医師の専門性を患者や同僚医師の評価に基づいて判定する場合、当該医師や評価者の背景因子に起因する組織的バイアスが生じる可能性があるため注意を要することが、英国・ペニンシュラ医科歯科大学のJohn L Campbell氏らの調査で示された。王立医師協会(GMC)は、イギリスの医師が医師免許を継続して保持するには妥当性を再確認する必要があり、そのためには最新かつ実臨床に即した医療を提供可能なことを示すよう提言している。医師による認定の申請を判定するには、患者や他の同僚医師からの多岐にわたる評価がエビデンスの重要な情報源になるという。BMJ誌2011年11月5日号(オンライン版2011年10月27日号)掲載の報告。
医師の専門能力評価に影響する予測因子を調査
研究グループは、医師の専門性を評価する際にみられる組織的バイアス(多くの個別の条件下で評価が行われるため、実際の価値とはずれが生じること)の原因に関して質問票を用いて横断的に調査し、得られたデータについて解析を行った。
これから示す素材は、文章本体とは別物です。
//! Read-only filtering over a [`TreeModel`].
//!
//! Nothing here keeps state or touches the model: the caller owns the current
//! pattern and column choice and asks again whenever either changes.

use crate::error::AddressError;
use crate::item::ItemId;
use crate::model::TreeModel;
use regex::{Regex, RegexBuilder};
use std::collections::BTreeSet;

/// Which columns a pattern is tested against.
#[derive(Debug, Clone, Copy, PartialEq, Eq, Default)]
pub enum FilterColumn {
    /// Any schema column may match.
    #[default]
    All,
    Column(usize),
}

#[derive(Debug, Clone)]
enum Matcher {
    Any,
    Regex(Regex),
    Literal(String),
}

/// Case-insensitive filter pattern.
///
/// The text is compiled as a regular expression. Text that is not a valid
/// regex (a lone `(` typed into a filter box, say) is matched as a plain
/// substring instead. An empty pattern matches everything.
#[derive(Debug, Clone)]
pub struct Pattern {
    text: String,
    matcher: Matcher,
}

impl Default for Pattern {
    fn default() -> Self {
        Self {
            text: String::new(),
            matcher: Matcher::Any,
        }
    }
}

impl Pattern {
    pub fn new(text: &str) -> Self {
        if text.is_empty() {
            return Self::default();
        }
        let matcher = match RegexBuilder::new(text).case_insensitive(true).build() {
            Ok(regex) => Matcher::Regex(regex),
            Err(err) => {
                tracing::debug!(pattern = text, %err, "not a regex, matching literally");
                Matcher::Literal(text.to_lowercase())
            }
        };
        Self {
            text: text.to_string(),
            matcher,
        }
    }

    pub fn as_str(&self) -> &str {
        &self.text
    }

    pub fn is_empty(&self) -> bool {
        matches!(self.matcher, Matcher::Any)
    }

    pub fn is_match(&self, haystack: &str) -> bool {
        match &self.matcher {
            Matcher::Any => true,
            Matcher::Regex(regex) => regex.is_match(haystack),
            Matcher::Literal(needle) => haystack.to_lowercase().contains(needle.as_str()),
        }
    }
}

/// Sorted, de-duplicated display texts of `column` across the whole tree.
/// Missing and null fields show up as `None`.
pub fn distinct_values(model: &TreeModel, column: usize) -> Result<Vec<String>, AddressError> {
    let values: BTreeSet<String> = model
        .all_values_in_column(column, model.root())?
        .into_iter()
        .map(|value| value.display_text())
        .collect();
    Ok(values.into_iter().collect())
}

/// Whether `item` passes `pattern` on the chosen column(s).
pub fn matches(
    model: &TreeModel,
    item: ItemId,
    pattern: &Pattern,
    target: FilterColumn,
) -> Result<bool, AddressError> {
    if let FilterColumn::Column(column) = target {
        let value = model.item_value(item, column)?;
        return Ok(pattern.is_match(&value.display_text()));
    }
    if pattern.is_empty() {
        model.item(item)?;
        return Ok(true);
    }
    for column in 0..model.column_count() {
        if pattern.is_match(&model.item_value(item, column)?.display_text()) {
            return Ok(true);
        }
    }
    Ok(false)
}

/// Items a filtered view shows, in display (pre-order) order.
///
/// A row is shown when it matches and its parent row is shown; a row that
/// does not match hides its whole subtree.
pub fn visible_items(
    model: &TreeModel,
    pattern: &Pattern,
    target: FilterColumn,
) -> Result<Vec<ItemId>, AddressError> {
    let mut out = Vec::new();
    let mut stack: Vec<ItemId> = model
        .item(model.root())?
        .children()
        .iter()
        .rev()
        .copied()
        .collect();
    while let Some(id) = stack.pop() {
        if !matches(model, id, pattern, target)? {
            continue;
        }
        out.push(id);
        stack.extend(model.item(id)?.children().iter().rev().copied());
    }
    Ok(out)
}
//! The `{ columns, items }` persistence format.
//!
//! ```json
//! {
//!     "columns": ["name", "age"],
//!     "items": [
//!         { "name": "a", "age": 1, "children": [ { "name": "b", "age": 2 } ] }
//!     ]
//! }
//! ```
//!
//! `children` is reserved: it holds nested items and is never a field. It is
//! omitted for leaves on save. Item keys missing from `columns` are kept and
//! written back even though the model cannot address them.

use crate::error::FormatError;
use crate::item::{Fields, ItemRecord};
use crate::model::TreeModel;
use crate::statics;
use crate::value::{Map, Value};

/// A validated persistence document, detached from any model.
#[derive(Debug, Clone, PartialEq, Default)]
pub struct Document {
    pub columns: Vec<String>,
    pub items: Vec<ItemRecord>,
    /// Top-level keys other than `columns` and `items`, in file order.
    pub extra: Map,
}

impl Document {
    /// Parse and validate document text.
    pub fn parse(text: &str) -> Result<Self, FormatError> {
        Self::from_value(&Value::parse(text)?)
    }

    pub fn from_value(value: &Value) -> Result<Self, FormatError> {
        let top = value.as_object().ok_or_else(|| FormatError::NotAnObject {
            path: "$".to_string(),
            found: value.type_name(),
        })?;

        let columns_value = top
            .get(statics::DOC_COLUMNS)
            .ok_or(FormatError::MissingKey(statics::DOC_COLUMNS))?;
        let columns = parse_columns(columns_value)?;

        let items_value = top
            .get(statics::DOC_ITEMS)
            .ok_or(FormatError::MissingKey(statics::DOC_ITEMS))?;
        let items = parse_items(items_value, statics::DOC_ITEMS)?;

        let extra = top
            .iter()
            .filter(|(k, _)| {
                k.as_str() != statics::DOC_COLUMNS && k.as_str() != statics::DOC_ITEMS
            })
            .map(|(k, v)| (k.clone(), v.clone()))
            .collect();

        Ok(Self {
            columns,
            items,
            extra,
        })
    }

    pub fn to_value(&self) -> Value {
        let mut top = Map::new();
        top.insert(
            statics::DOC_COLUMNS.to_string(),
            Value::Array(self.columns.iter().cloned().map(Value::String).collect()),
        );
        top.insert(
            statics::DOC_ITEMS.to_string(),
            Value::Array(items_to_values(&self.items)),
        );
        for (k, v) in &self.extra {
            top.insert(k.clone(), v.clone());
        }
        Value::Object(top)
    }

    pub fn to_pretty_string(&self) -> String {
        self.to_value().to_pretty_string()
    }

    /// Total number of items at every depth.
    pub fn item_count(&self) -> usize {
        self.items.iter().map(ItemRecord::item_count).sum()
    }
}

/// Replace the model's columns and rows with the document's.
///
/// The document is already validated, so this cannot fail half way.
pub fn load(document: Document, model: &mut TreeModel) {
    tracing::debug!(
        columns = document.columns.len(),
        items = document.item_count(),
        "loading document into model"
    );
    model.reset(document.columns, document.items);
}

/// Build a document from the model's current columns and rows.
pub fn save(model: &TreeModel) -> Document {
    Document {
        columns: model.columns().to_vec(),
        items: model.snapshot(),
        extra: Map::new(),
    }
}

fn parse_columns(value: &Value) -> Result<Vec<String>, FormatError> {
    let values = value.as_array().ok_or_else(|| FormatError::WrongType {
        path: statics::DOC_COLUMNS.to_string(),
        expected: "array",
        found: value.type_name(),
    })?;
    values
        .iter()
        .enumerate()
        .map(|(i, v)| {
            v.as_str()
                .map(str::to_string)
                .ok_or_else(|| FormatError::WrongType {
                    path: format!("{}[{i}]", statics::DOC_COLUMNS),
                    expected: "string",
                    found: v.type_name(),
                })
        })
        .collect()
}

fn parse_items(value: &Value, path: &str) -> Result<Vec<ItemRecord>, FormatError> {
    let values = value.as_array().ok_or_else(|| FormatError::WrongType {
        path: path.to_string(),
        expected: "array",
        found: value.type_name(),
    })?;
    values
        .iter()
        .enumerate()
        .map(|(i, v)| parse_item(v, &format!("{path}[{i}]")))
        .collect()
}

fn parse_item(value: &Value, path: &str) -> Result<ItemRecord, FormatError> {
    let map = value.as_object().ok_or_else(|| FormatError::NotAnObject {
        path: path.to_string(),
        found: value.type_name(),
    })?;

    let mut fields = Fields::with_capacity(map.len());
    let mut children = Vec::new();
    for (key, v) in map {
        if key == statics::DOC_CHILDREN {
            children = parse_items(v, &format!("{path}.{}", statics::DOC_CHILDREN))?;
        } else {
            fields.insert(key.clone(), v.clone());
        }
    }
    Ok(ItemRecord { fields, children })
}

/// Convert records to item objects without recursing per level: records are
/// listed in pre-order, then converted last to first so that every child value
/// exists before its parent is assembled.
fn items_to_values(records: &[ItemRecord]) -> Vec<Value> {
    let mut order: Vec<(&ItemRecord, Option<usize>)> = Vec::new();
    let mut stack: Vec<(&ItemRecord, Option<usize>)> =
        records.iter().rev().map(|record| (record, None)).collect();
    while let Some((record, parent)) = stack.pop() {
        let index = order.len();
        order.push((record, parent));
        stack.extend(record.children.iter().rev().map(|child| (child, Some(index))));
    }

    // Filled in reverse sibling order, flipped when the parent is built.
    let mut children: Vec<Vec<Value>> = vec![Vec::new(); order.len()];
    let mut top = Vec::with_capacity(records.len());
    for (index, (record, parent)) in order.into_iter().enumerate().rev() {
        let mut map = record.fields.clone();
        // A field stored under the reserved key cannot be represented in the file.
        map.shift_remove(statics::DOC_CHILDREN);
        let mut nested = std::mem::take(&mut children[index]);
        if !nested.is_empty() {
            nested.reverse();
            map.insert(statics::DOC_CHILDREN.to_string(), Value::Array(nested));
        }
        match parent {
            Some(parent) => children[parent].push(Value::Object(map)),
            None => top.push(Value::Object(map)),
        }
    }
    top.reverse();
    top
}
調査対象は、イングランドとウェールズのさまざまな専門領域の非研修段階にある医師1,065人と、その同僚医師1万7,031人および患者3万333人であった。GMCによる患者および同僚医師への質問票を用いて当該医師の専門能力を評価し、医師自身と患者、同僚の背景因子に起因する可能性のある予測因子について検討した。
多くの情報源からの医師の評価は慎重に解釈すべき
医師および患者の背景因子で調整したところ、ヨーロッパ以外の国で学位を取得した医師に対する患者の評価が低いことが示された。すなわち、これらの医師では、1)特に精神科医として診療業務を行っている医師の評価が低い、2)質問票を提出した白人患者が少ない、3)当該医師の診察を「たいへん重要(very important)」とした患者が少ない、4)「かかりつけ医に診てもらう」と回答した患者が少ない、などの傾向が認められた。
同僚医師の評価は、イギリスおよび南アジア以外の国で学位を取得した医師において低かった。これらの医師では、1)代理医師として雇用、2)GPあるいは精神科医として診療、3)非専門的職員(staff grade)、準専門医(associate specialist)あるいは他の同等職種として雇用、4)医師と毎日あるいは毎週、専門的な交渉を行っていると答えた同僚が少ない、などの事例が確認された。
完全調整後のモデルによる解析では、当該医師の年齢、性別、人種は、患者や同僚医師による評価の独立の予測因子ではなかった。患者や同僚の年齢、性別も、当該医師の評価の予測因子ではなく、同僚の人種も関連はなかった。
これらの結果を踏まえ、著者は「医師の専門性に関する患者や同僚医師の評価を考慮する際は注意が必要である。標準化された専門性の評価法がない場合は、多くの情報源からの意見に基づく医師の評価は慎重に解釈すべき」と警告し、「専門家としての医師の評価には、評価者や評価対象医師の背景因子に起因する組織的バイアスが存在する可能性がある。医師としての妥当性の再確認を目的に、GMCの患者/同僚質問票を用いた調査を行う場合、多くの情報源からの評価は少なくとも初期段階においては「形成的評価」として行われるべき」と指摘している。